Personal data just isn't worth that much. You sometimes see people run around with high estimates where, like, Google's entire advertising revenue is attributed to personal data. But Uber doesn't run a massively popular advertising network, so even if that's a fair attribution it's not available to them.
It's easy to say that data is immensely valuable, but mostly it isn't. How personalized are the ads you see on the web, really? What's the ratio of times you clicked on an ad accidentally or got tricked into clicking an ad (ever had the layout change on Anandtech just before you tried to click on a link?)
I used to work for a company that helped other companies decide where to place stores. Circa 2007 we were thinking about it from the viewpoint of trips and I'd developed a touchscreen kiosk that would get visitors to a Dairy Queen to tell us where they came from and where they were going. We believed that people didn't just go to a fast food restaurant that was convenient to their home but that they were driving from point A to point B and happen to stop at a restaurant along the way so a "good location" had a kind of centrality where it was on many such paths.
(The project was ill fated. The kiosk we selected was rather expensive, particularly for a project we'd sold to one franchisee. Our partner dumped us because he thought he could get cheaper kiosks, we brought in our lawyers, as ahead of its time as it was, we never got put the kiosk app in front of customers.)

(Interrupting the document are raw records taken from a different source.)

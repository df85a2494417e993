//! Sort specifications (`createdAt:DESC`).

use crate::domain::ValidationError;
use serde_json::{json, Value};
use std::str::FromStr;

#[derive(Debug, Clone, Copy, PartialEq, Eq)]
pub enum Direction {
    Asc,
    Desc,
}

impl Direction {
    /// Twenty's direction enum; nulls sort last when descending.
    pub fn as_twenty(&self) -> &'static str {
        match self {
            Self::Asc => "AscNullsFirst",
            Self::Desc => "DescNullsLast",
        }
    }
}

/// A single-field ordering.
#[derive(Debug, Clone, PartialEq, Eq)]
pub struct OrderBy {
    pub field: String,
    pub direction: Direction,
}

impl OrderBy {
    pub fn desc(field: impl Into<String>) -> Self {
        Self {
            field: field.into(),
            direction: Direction::Desc,
        }
    }

    /// `[{ field: Direction }]`, the GraphQL `orderBy` variable.
    pub fn to_graphql(&self) -> Value {
        json!([{ self.field.as_str(): self.direction.as_twenty() }])
    }

    /// `field[Direction]`, the REST `order_by` parameter.
    pub fn to_rest(&self) -> String {
        format!("{}[{}]", self.field, self.direction.as_twenty())
    }
}

impl FromStr for OrderBy {
    type Err = ValidationError;

    fn from_str(s: &str) -> Result<Self, Self::Err> {
        let (field, direction) = match s.split_once(':') {
            Some((field, direction)) => (field.trim(), direction.trim()),
            None => (s.trim(), "ASC"),
        };
        if field.is_empty() {
            return Err(ValidationError::InvalidParameters(format!(
                "orderBy needs a field name: \"{}\"",
                s
            )));
        }
        let direction = match direction.to_ascii_uppercase().as_str() {
            "ASC" => Direction::Asc,
            "DESC" => Direction::Desc,
            other => {
                return Err(ValidationError::InvalidParameters(format!(
                    "orderBy direction must be ASC or DESC, got \"{}\"",
                    other
                )))
            }
        };
        Ok(Self {
            field: field.to_string(),
            direction,
        })
    }
}
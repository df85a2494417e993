//! Lookups that turn caller-friendly references (company names, emails)
//! into record ids, and custom field names into schema field names.

use super::backend::{id_of, Backend};
use crate::domain::{EmailAddress, ValidationError};
use crate::error::TwentyApiResult;
use crate::filter::Filter;
use crate::matching::SearchCriterion;
use crate::models::payload::link;
use crate::models::{CustomFieldValue, EntityKind};
use crate::repositories::FindQuery;
use serde_json::{Map, Value};

/// Id of the company whose name best matches `name`.
pub async fn company_id_by_name(backend: &Backend, name: &str) -> TwentyApiResult<String> {
    let criterion = SearchCriterion::name(EntityKind::Company, name)?;
    let result = backend
        .finder
        .find(EntityKind::Company, &criterion, false)
        .await?;
    match result.record {
        Some(record) => Ok(id_of(&record)?.into_inner()),
        None => Err(ValidationError::ReferenceNotFound {
            entity: "Company".into(),
            key: name.to_string(),
        }
        .into()),
    }
}

/// Id of the person with primary email `email`.
pub async fn person_id_by_email(
    backend: &Backend,
    email: &str,
    role: &str,
) -> TwentyApiResult<String> {
    let criterion = SearchCriterion::email(email)?;
    let result = backend
        .finder
        .find(EntityKind::Person, &criterion, false)
        .await?;
    match result.record {
        Some(record) => Ok(id_of(&record)?.into_inner()),
        None => Err(ValidationError::ReferenceNotFound {
            entity: role.to_string(),
            key: email.to_string(),
        }
        .into()),
    }
}

/// Id of the workspace member whose login email is `email`.
pub async fn workspace_member_id_by_email(backend: &Backend, email: &str) -> TwentyApiResult<String> {
    let email = EmailAddress::new(email)?;
    let query = FindQuery::new(Some(Filter::eq("userEmail", email.as_str())), 1);
    let page = backend
        .records
        .find(EntityKind::WorkspaceMember, &query)
        .await?;
    match page.records.first() {
        Some(member) => Ok(id_of(member)?.into_inner()),
        None => Err(ValidationError::ReferenceNotFound {
            entity: "Account owner".into(),
            key: email.into_inner(),
        }
        .into()),
    }
}

/// Resolve each custom field name and write its value into `payload`.
///
/// Link fields get `{ primaryLinkUrl }`; everything else the raw value.
/// A field the schema lacks aborts the whole operation.
pub async fn apply_custom_fields(
    backend: &Backend,
    kind: EntityKind,
    fields: &[CustomFieldValue],
    payload: &mut Map<String, Value>,
) -> TwentyApiResult<()> {
    for field in fields {
        let resolution = backend.resolver.resolve(kind, &field.field_name).await?;
        let resolved = resolution.require(&field.field_name)?;

        let value = match (&field.field_value, resolved.ends_with("Link")) {
            (Value::String(url), true) => link(url),
            (other, _) => other.clone(),
        };
        payload.insert(resolved, value);
    }
    Ok(())
}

On one level it's a good idea, but what is the data really worth? Chains that work hard at picking good locations find their competitors follow them and set up shop across the street. The value of the data is based on the amount of lift you can get using it relative to the alternatives. People often wind up choosing locations for other reasons such as Duane Reade who were geniuses at finding sites they could afford in the NYC real estate market.